What is expected: Each line from the beginning of the data below through the line containing "absolute sample seen." should be repeated exactly, please.

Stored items
# # # # #
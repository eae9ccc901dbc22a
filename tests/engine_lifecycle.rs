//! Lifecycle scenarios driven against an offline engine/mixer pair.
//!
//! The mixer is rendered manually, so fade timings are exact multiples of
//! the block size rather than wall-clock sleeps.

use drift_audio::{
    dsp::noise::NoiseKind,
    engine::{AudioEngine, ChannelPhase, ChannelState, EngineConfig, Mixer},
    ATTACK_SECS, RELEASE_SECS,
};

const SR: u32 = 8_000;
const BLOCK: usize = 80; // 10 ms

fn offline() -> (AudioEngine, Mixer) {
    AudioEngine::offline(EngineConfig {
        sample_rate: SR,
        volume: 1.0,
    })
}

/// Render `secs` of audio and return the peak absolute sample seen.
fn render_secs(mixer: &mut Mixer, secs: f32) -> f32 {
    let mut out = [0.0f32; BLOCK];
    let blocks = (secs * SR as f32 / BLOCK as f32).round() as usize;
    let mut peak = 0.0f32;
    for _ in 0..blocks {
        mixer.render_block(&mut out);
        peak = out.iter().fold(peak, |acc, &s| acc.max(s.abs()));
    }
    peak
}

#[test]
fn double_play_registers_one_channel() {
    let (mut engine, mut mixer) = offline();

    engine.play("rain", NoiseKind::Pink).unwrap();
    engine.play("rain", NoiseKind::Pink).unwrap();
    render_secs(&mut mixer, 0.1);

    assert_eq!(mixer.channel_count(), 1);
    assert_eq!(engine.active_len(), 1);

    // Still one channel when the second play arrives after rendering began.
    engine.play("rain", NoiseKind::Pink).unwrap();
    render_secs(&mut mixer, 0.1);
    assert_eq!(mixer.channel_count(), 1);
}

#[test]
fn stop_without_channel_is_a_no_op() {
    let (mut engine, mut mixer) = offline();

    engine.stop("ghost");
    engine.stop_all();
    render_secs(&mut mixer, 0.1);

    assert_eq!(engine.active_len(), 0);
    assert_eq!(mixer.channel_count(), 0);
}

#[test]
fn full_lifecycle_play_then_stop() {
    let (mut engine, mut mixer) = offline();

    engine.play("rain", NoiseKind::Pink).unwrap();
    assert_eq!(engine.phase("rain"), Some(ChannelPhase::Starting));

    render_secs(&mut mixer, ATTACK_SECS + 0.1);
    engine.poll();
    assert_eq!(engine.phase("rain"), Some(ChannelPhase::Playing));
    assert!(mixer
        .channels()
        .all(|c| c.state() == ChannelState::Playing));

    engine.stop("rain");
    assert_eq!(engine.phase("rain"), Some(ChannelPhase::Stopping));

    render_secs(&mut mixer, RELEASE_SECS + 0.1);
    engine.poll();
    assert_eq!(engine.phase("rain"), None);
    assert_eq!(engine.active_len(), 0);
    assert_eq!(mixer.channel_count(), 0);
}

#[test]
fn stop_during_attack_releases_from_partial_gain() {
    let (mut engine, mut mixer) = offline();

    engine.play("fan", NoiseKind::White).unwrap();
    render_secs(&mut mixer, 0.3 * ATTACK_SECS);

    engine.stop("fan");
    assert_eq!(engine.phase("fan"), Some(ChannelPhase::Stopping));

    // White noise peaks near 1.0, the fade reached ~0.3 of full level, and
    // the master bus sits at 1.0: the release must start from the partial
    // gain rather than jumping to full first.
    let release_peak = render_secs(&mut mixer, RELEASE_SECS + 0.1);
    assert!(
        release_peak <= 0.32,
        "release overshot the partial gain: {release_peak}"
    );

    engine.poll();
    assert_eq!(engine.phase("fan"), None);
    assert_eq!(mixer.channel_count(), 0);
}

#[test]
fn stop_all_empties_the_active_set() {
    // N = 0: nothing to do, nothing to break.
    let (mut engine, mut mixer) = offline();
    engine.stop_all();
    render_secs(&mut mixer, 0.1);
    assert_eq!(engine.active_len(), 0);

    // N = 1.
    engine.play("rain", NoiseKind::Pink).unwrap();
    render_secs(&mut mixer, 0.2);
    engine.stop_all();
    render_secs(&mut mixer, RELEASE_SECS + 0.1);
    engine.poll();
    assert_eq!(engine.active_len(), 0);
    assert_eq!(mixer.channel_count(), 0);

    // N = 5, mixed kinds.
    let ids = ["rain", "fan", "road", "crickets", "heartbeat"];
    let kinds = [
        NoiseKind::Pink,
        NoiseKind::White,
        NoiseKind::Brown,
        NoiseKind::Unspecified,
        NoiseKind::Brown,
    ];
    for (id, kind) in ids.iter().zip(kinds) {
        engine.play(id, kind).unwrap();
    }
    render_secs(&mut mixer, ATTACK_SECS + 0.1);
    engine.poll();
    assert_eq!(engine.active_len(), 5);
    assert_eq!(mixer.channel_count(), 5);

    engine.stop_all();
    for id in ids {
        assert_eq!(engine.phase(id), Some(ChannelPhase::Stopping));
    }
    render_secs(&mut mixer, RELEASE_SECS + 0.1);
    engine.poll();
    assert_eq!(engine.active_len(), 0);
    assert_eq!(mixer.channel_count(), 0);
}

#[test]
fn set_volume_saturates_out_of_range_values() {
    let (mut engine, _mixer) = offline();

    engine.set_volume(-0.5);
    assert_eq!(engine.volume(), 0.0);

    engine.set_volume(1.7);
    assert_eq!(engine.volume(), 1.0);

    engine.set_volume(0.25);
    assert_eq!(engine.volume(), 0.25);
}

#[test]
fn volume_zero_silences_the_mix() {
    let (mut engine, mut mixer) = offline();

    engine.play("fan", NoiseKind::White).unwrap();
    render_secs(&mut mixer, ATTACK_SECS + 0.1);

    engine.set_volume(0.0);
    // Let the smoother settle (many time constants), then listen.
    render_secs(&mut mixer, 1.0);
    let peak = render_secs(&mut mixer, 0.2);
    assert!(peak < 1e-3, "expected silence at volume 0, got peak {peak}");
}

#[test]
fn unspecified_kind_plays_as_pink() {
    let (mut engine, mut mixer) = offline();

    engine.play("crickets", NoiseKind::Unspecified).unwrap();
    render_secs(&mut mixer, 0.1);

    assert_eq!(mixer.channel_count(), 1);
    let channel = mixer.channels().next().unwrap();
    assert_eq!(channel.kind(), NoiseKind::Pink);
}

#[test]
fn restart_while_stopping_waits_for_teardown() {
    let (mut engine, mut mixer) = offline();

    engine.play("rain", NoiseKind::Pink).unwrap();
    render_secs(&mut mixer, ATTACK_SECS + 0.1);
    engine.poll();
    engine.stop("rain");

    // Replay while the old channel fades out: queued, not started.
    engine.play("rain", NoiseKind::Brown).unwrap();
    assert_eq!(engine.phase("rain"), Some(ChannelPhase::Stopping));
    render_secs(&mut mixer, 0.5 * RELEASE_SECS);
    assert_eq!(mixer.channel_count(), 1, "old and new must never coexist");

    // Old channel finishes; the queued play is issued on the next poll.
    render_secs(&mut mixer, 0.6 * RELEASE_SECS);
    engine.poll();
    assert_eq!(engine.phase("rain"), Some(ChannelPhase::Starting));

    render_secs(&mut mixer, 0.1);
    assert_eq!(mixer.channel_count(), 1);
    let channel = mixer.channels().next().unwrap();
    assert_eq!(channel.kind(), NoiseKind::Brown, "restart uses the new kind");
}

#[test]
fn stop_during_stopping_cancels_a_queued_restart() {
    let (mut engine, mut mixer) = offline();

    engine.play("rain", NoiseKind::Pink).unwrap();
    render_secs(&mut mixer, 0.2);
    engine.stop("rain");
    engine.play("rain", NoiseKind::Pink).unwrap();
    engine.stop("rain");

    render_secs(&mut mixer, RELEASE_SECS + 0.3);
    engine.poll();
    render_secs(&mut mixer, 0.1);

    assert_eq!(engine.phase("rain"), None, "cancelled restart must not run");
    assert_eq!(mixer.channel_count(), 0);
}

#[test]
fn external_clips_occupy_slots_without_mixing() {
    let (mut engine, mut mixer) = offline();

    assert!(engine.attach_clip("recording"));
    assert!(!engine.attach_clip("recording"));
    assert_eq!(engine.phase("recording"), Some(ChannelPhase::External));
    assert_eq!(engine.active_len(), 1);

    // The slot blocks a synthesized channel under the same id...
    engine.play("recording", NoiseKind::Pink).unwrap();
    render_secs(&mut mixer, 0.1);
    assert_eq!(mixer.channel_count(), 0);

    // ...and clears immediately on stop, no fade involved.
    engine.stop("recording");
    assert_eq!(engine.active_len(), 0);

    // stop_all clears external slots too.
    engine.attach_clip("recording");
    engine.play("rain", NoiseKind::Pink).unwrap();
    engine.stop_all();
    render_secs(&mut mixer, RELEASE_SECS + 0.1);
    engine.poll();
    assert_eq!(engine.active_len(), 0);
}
# # # # #
Exercise response:
repository eae9ccc901dbc22a
filename tests/engine_lifecycle.rs
//! Lifecycle scenarios driven against an offline engine/mixer pair.
//!
//! The mixer is rendered manually, so fade timings are exact multiples of
//! the block size rather than wall-clock sleeps.

use drift_audio::{
    dsp::noise::NoiseKind,
    engine::{AudioEngine, ChannelPhase, ChannelState, EngineConfig, Mixer},
    ATTACK_SECS, RELEASE_SECS,
};

const SR: u32 = 8_000;
const BLOCK: usize = 80; // 10 ms

fn offline() -> (AudioEngine, Mixer) {
    AudioEngine::offline(EngineConfig {
        sample_rate: SR,
        volume: 1.0,
    })
}

/// Render `secs` of audio and return the peak absolute sample seen.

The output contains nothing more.